Saturday, February 21, 2009

If you weren't feeling sick before you read this....

Click to read.



I get it. They're pushing vernacular, but why? Because a sick person can't get through a healthy sentence? Jesus Christ, where to begin?

THE best thing to do is not TO get on the train.

...ask someone to do it for you. Do what? Fade?

Someone from our staff or the police will stay with you until you can be on your way, or you're in the right hands. This is where the derailing becomes wreckage. In this case, the comma/or creates an opposition implying that being helped by the staff or the police would put you in the wrong hands. And, there is the irritating construction at the start of the sentence. This might be repaired in one of two ways:

Our staff or the police...

Someone from our staff, or FROM the police....

Take care. Yeah. Right.

6 comments:

riot said...

Amen. And thank you.

I don't have your faith that they're pushing vernacular.
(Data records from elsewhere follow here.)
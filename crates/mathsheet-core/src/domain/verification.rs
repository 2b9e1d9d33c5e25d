//! Verification outcomes and the closed failure taxonomy.

use std::fmt;

use serde::{Deserialize, Serialize};

/// Why a candidate item was rejected.
///
/// Every kind except `Unknown` is recoverable by discarding the item and
/// trying the next candidate. `Unknown` covers generation-service transport
/// and decode failures, which are recovered by re-requesting the whole batch.
#[derive(Debug, Clone, Copy, PartialEq, Eq, PartialOrd, Ord, Hash, Serialize, Deserialize)]
#[serde(rename_all = "SCREAMING_SNAKE_CASE")]
pub enum FailureKind {
    SanitizeFailed,
    CompileFailed,
    ContentInvalid,
    SchemaFailed,
    Unknown,
}

impl FailureKind {
    pub fn as_str(&self) -> &'static str {
        match self {
            FailureKind::SanitizeFailed => "SANITIZE_FAILED",
            FailureKind::CompileFailed => "COMPILE_FAILED",
            FailureKind::ContentInvalid => "CONTENT_INVALID",
            FailureKind::SchemaFailed => "SCHEMA_FAILED",
            FailureKind::Unknown => "UNKNOWN",
        }
    }
}

impl fmt::Display for FailureKind {
    fn fmt(&self, f: &mut fmt::Formatter<'_>) -> fmt::Result {
        f.write_str(self.as_str())
    }
}

/// Outcome of a verification stage.
///
/// A reason exists exactly when the stage failed.
#[derive(Debug, Clone, PartialEq, Eq, Serialize, Deserialize)]
#[serde(tag = "status", rename_all = "snake_case")]
pub enum VerificationResult {
    Passed,
    Failed { code: FailureKind, reason: String },
}

impl VerificationResult {
    pub fn failed(code: FailureKind, reason: impl Into<String>) -> Self {
        VerificationResult::Failed {
            code,
            reason: reason.into(),
        }
    }

    pub fn is_passed(&self) -> bool {
        matches!(self, VerificationResult::Passed)
    }

    pub fn code(&self) -> Option<FailureKind> {
        match self {
            VerificationResult::Passed => None,
            VerificationResult::Failed { code, .. } => Some(*code),
        }
    }

    pub fn reason(&self) -> Option<&str> {
        match self {
            VerificationResult::Passed => None,
            VerificationResult::Failed { reason, .. } => Some(reason),
        }
    }
}

impl fmt::Display for VerificationResult {
    fn fmt(&self, f: &mut fmt::Formatter<'_>) -> fmt::Result {
        match self {
            VerificationResult::Passed => f.write_str("passed"),
            VerificationResult::Failed { code, reason } => write!(f, "{}: {}", code, reason),
        }
    }
}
I think the MTA is simply inept.

Doralong said...

I wouldn't know where to begin deconstructing. This was a Chinese translation? This couldn't have been someone that theoretically spoke English as a native language could it? Never mind, the answer would most likely piss me off...

M. Knoester said...

You sound like my great aunts and uncles who wrote a letter of complaint when the priest at my grandmother's funeral said the mass in Latin rather than the vernacular.

What you and they seem to forget is that for other people it's simply something to be endured and they ignore the message anyway.

;-)

Anonymous said...

I think they were going for a conversational tone in their message, but may have failed.

Anonymous said...

This is great and I agree but, erm, you loose a bit of credibility when your post has either typos or misspellings in it. :(

Tony Adams said...

Dear PeterCFrank,
Mortified. That's what I get for doing these posts without a net and on the fly. Did I miss anything else? If so, I'll have no excuse.